Aunque esta otra forma de relacionarse con sus pares varones no encaja ciertamente en una feminidad tradicional, lo que también es verdad es que no necesariamente son posicionamientos que cuestionen y subviertan las relaciones inequitativas entre los géneros. Me parece que, finalmente, así la masculinización de sus expresiones realmente sigue dependiendo y valorando los imperativos masculinos sobre los femeninos, manteniendo con ello relaciones verticales entre los géneros en las que el varón ejerce poder sobre las mujeres.
8 – Expresión musical de la cultura Hip-Hop.
9 – Una derivación contemporánea de la música electrónica.

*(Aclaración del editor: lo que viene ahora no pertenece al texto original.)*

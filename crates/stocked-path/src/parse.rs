//! Textual path forms: dotted/bracket notation and JSON Pointer.

use std::iter::Peekable;
use std::str::Chars;

use crate::types::{Pxth, Segment};
use crate::PxthError;

/// Check if a string represents a canonical non-negative integer index.
///
/// # Example
///
/// ```
/// use stocked_path::is_valid_index;
///
/// assert!(is_valid_index("0"));
/// assert!(is_valid_index("123"));
/// assert!(!is_valid_index("-1"));
/// assert!(!is_valid_index("01"));
/// assert!(!is_valid_index(""));
/// ```
pub fn is_valid_index(index: &str) -> bool {
    if index.is_empty() {
        return false;
    }
    let bytes = index.as_bytes();
    // First char can't be leading zero unless it's just "0"
    if bytes.len() > 1 && bytes[0] == b'0' {
        return false;
    }
    bytes.iter().all(|&b| b.is_ascii_digit())
}

/// Parses dotted/bracket notation into a path.
///
/// Surrounding whitespace is ignored and the empty string is the root.
///
/// # Example
///
/// ```
/// use stocked_path::{parse_pxth, Pxth};
///
/// let path = parse_pxth("   hello.tst[0].b   ").unwrap();
/// assert_eq!(path, Pxth::new(["hello", "tst", "0", "b"]));
/// assert_eq!(path.to_string(), "hello.tst.0.b");
/// assert!(parse_pxth("").unwrap().is_root());
/// ```
pub fn parse_pxth(text: &str) -> Result<Pxth, PxthError> {
    let text = text.trim();
    let mut segments: Vec<Segment> = Vec::new();
    if text.is_empty() {
        return Ok(Pxth::new(segments));
    }

    let mut chars = text.chars().peekable();
    let mut current = String::new();
    // Whether a dot-separated token is being read (at start and after `.`).
    let mut in_token = true;

    while let Some(ch) = chars.next() {
        match ch {
            '.' => {
                if in_token {
                    segments.push(Segment::from(std::mem::take(&mut current)));
                }
                in_token = true;
            }
            '[' => {
                if in_token && !current.is_empty() {
                    segments.push(Segment::from(std::mem::take(&mut current)));
                }
                segments.push(read_bracket(&mut chars, text)?);
                in_token = false;
            }
            _ => {
                in_token = true;
                current.push(ch);
            }
        }
    }
    if in_token {
        segments.push(Segment::from(current));
    }

    Ok(Pxth::new(segments))
}

fn read_bracket(chars: &mut Peekable<Chars<'_>>, text: &str) -> Result<Segment, PxthError> {
    let unterminated = || PxthError::Unterminated {
        text: text.to_string(),
    };

    match chars.peek().copied() {
        Some(quote @ ('"' | '\'')) => {
            chars.next();
            let mut key = String::new();
            loop {
                match chars.next().ok_or_else(unterminated)? {
                    '\\' => key.push(chars.next().ok_or_else(unterminated)?),
                    ch if ch == quote => break,
                    ch => key.push(ch),
                }
            }
            match chars.next() {
                Some(']') => Ok(Segment::from(key)),
                _ => Err(unterminated()),
            }
        }
        _ => {
            let mut token = String::new();
            loop {
                match chars.next().ok_or_else(unterminated)? {
                    ']' => break,
                    ch => token.push(ch),
                }
            }
            Ok(Segment::from(token.trim().to_string()))
        }
    }
}

/// Unescapes a JSON Pointer path component.
///
/// Per RFC 6901, `~1` is replaced with `/` and `~0` is replaced with `~`.
pub fn unescape_component(component: &str) -> String {
    if !component.contains('~') {
        return component.to_string();
    }
    // Order matters: ~1 must be replaced before ~0
    component.replace("~1", "/").replace("~0", "~")
}

/// Escapes a JSON Pointer path component.
pub fn escape_component(component: &str) -> String {
    if !component.contains('/') && !component.contains('~') {
        return component.to_string();
    }
    // Order matters: ~ must be escaped before /
    component.replace('~', "~0").replace('/', "~1")
}

/// Parses a JSON Pointer string into a path.
///
/// # Errors
///
/// Returns [`PxthError::PointerInvalid`] when a non-empty pointer does not
/// start with `/`.
///
/// # Example
///
/// ```
/// use stocked_path::{parse_pointer, Pxth};
///
/// assert_eq!(parse_pointer("/a~0b/c~1d/1").unwrap(), Pxth::new(["a~b", "c/d", "1"]));
/// assert!(parse_pointer("").unwrap().is_root());
/// assert!(parse_pointer("foo").is_err());
/// ```
pub fn parse_pointer(pointer: &str) -> Result<Pxth, PxthError> {
    if pointer.is_empty() {
        return Ok(Pxth::root());
    }
    let Some(rest) = pointer.strip_prefix('/') else {
        return Err(PxthError::PointerInvalid {
            pointer: pointer.to_string(),
        });
    };
    Ok(rest.split('/').map(unescape_component).collect())
}

/// Formats a path as a JSON Pointer. The root formats as the empty string.
pub fn format_pointer(path: &Pxth) -> String {
    let mut out = String::new();
    for segment in path.segments() {
        out.push('/');
        out.push_str(&escape_component(&segment.as_key()));
    }
    out
}

#[cfg(test)]
mod tests {
    use super::*;

    #[test]
    fn test_parse_dotted() {
        assert_eq!(parse_pxth("a.b.c").unwrap(), Pxth::new(["a", "b", "c"]));
        assert_eq!(parse_pxth("a[0].b").unwrap(), Pxth::new(["a", "0", "b"]));
        assert_eq!(parse_pxth("a.0.b").unwrap(), parse_pxth("a[0].b").unwrap());
        assert_eq!(parse_pxth("[0]").unwrap(), Pxth::new([0usize]));
        assert_eq!(parse_pxth("a[1][2]").unwrap(), Pxth::new(["a", "1", "2"]));
    }

    #[test]
    fn test_parse_quoted_brackets() {
        assert_eq!(
            parse_pxth("path[\"to\"][0].variable['yes']").unwrap(),
            Pxth::new(["path", "to", "0", "variable", "yes"])
        );
        assert_eq!(
            parse_pxth("a[\"b.c\"]").unwrap(),
            Pxth::new([Segment::Key("a".into()), Segment::Key("b.c".into())])
        );
        assert_eq!(
            parse_pxth("a[\"q\\\"x\"]").unwrap(),
            Pxth::new([Segment::Key("a".into()), Segment::Key("q\"x".into())])
        );
    }

    #[test]
    fn test_parse_errors() {
        assert!(matches!(parse_pxth("a[0"), Err(PxthError::Unterminated { .. })));
        assert!(matches!(parse_pxth("a[\"b]"), Err(PxthError::Unterminated { .. })));
    }

    #[test]
    fn test_display_roundtrip() {
        for text in ["", "a", "a.b.0.c", "[\"a.b\"].c", "x[\"\"]", "[\"01\"].y"] {
            let path = parse_pxth(text).unwrap();
            assert_eq!(parse_pxth(&path.to_string()).unwrap(), path, "roundtrip of {text:?}");
        }
    }

    #[test]
    fn test_pointer_roundtrip() {
        for pointer in ["", "/", "/foo", "/foo/bar", "/a~0b", "/c~1d", "/a~0b/c~1d/1"] {
            let path = parse_pointer(pointer).unwrap();
            assert_eq!(format_pointer(&path), pointer, "roundtrip of {pointer:?}");
        }
    }
}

10 – Deporte de contacto derivado del box en los que están permitidos, además de puñetazos, los codazos, patadas, sometimiento con “llaves” de lucha etc. Este deporte se ha vuelto muy popular en México debido a la difusión de las peleas organizadas por la UFC (Ultimate Fighting Championship) a través de la televisión y la Internet [http:// http://www.ufcespanol.com/].
11 – Es necesario aclarar que el proceso simbólico y ritual del empleo de tatuajes corporales entre jóvenes pandilleros de Guadalajara tiene especificidades de reconocimiento por parte del grupo para su aprobación. En distintas pláticas informales con ellos y ellas, al tocar el tema de los tatuajes enfatizaron que dentro de la pandilla los tatuajes “se ganan” en las batallas cotidianas. A diferencia de otros sectores juveniles en los que el tatuaje como decoración corporal es una decisión personal, entre los pandilleros estas marcas corporales, como ellos dicen, son “medallas de las batallas”. Si alguien quiere hacerse un tatuaje debe contar con la aprobación de su barrio o pandilla, quienes reconocen el cumplimiento del sujeto que se pretende tatuar de sus deberes para con la pandilla (véase Marcial, 2018).
12 – Durante el trabajo de campo, en repetidas ocasiones confirmé que las mujeres no son tomadas como iguales dentro de las pandillas por parte de sus pares varones. No les son otorgados premios y privilegios reservados solo para ellos.
13 – Consiste en el enfrentamiento físico directo (a golpes) entre quien quiere ingresar a la pandilla y tres o cuatro miembros de ésta, durante una cantidad de segundos que corresponde al nombre identitario del grupo. Es decir, si se busca pertenecer a la Florencia 13, este enfrentamiento debe durar 13 segundos. Si es a la pandilla Guerreros 19, serán 19 segundos.
14 – Consiste en tener relaciones sexuales con los líderes más destacados del grupo.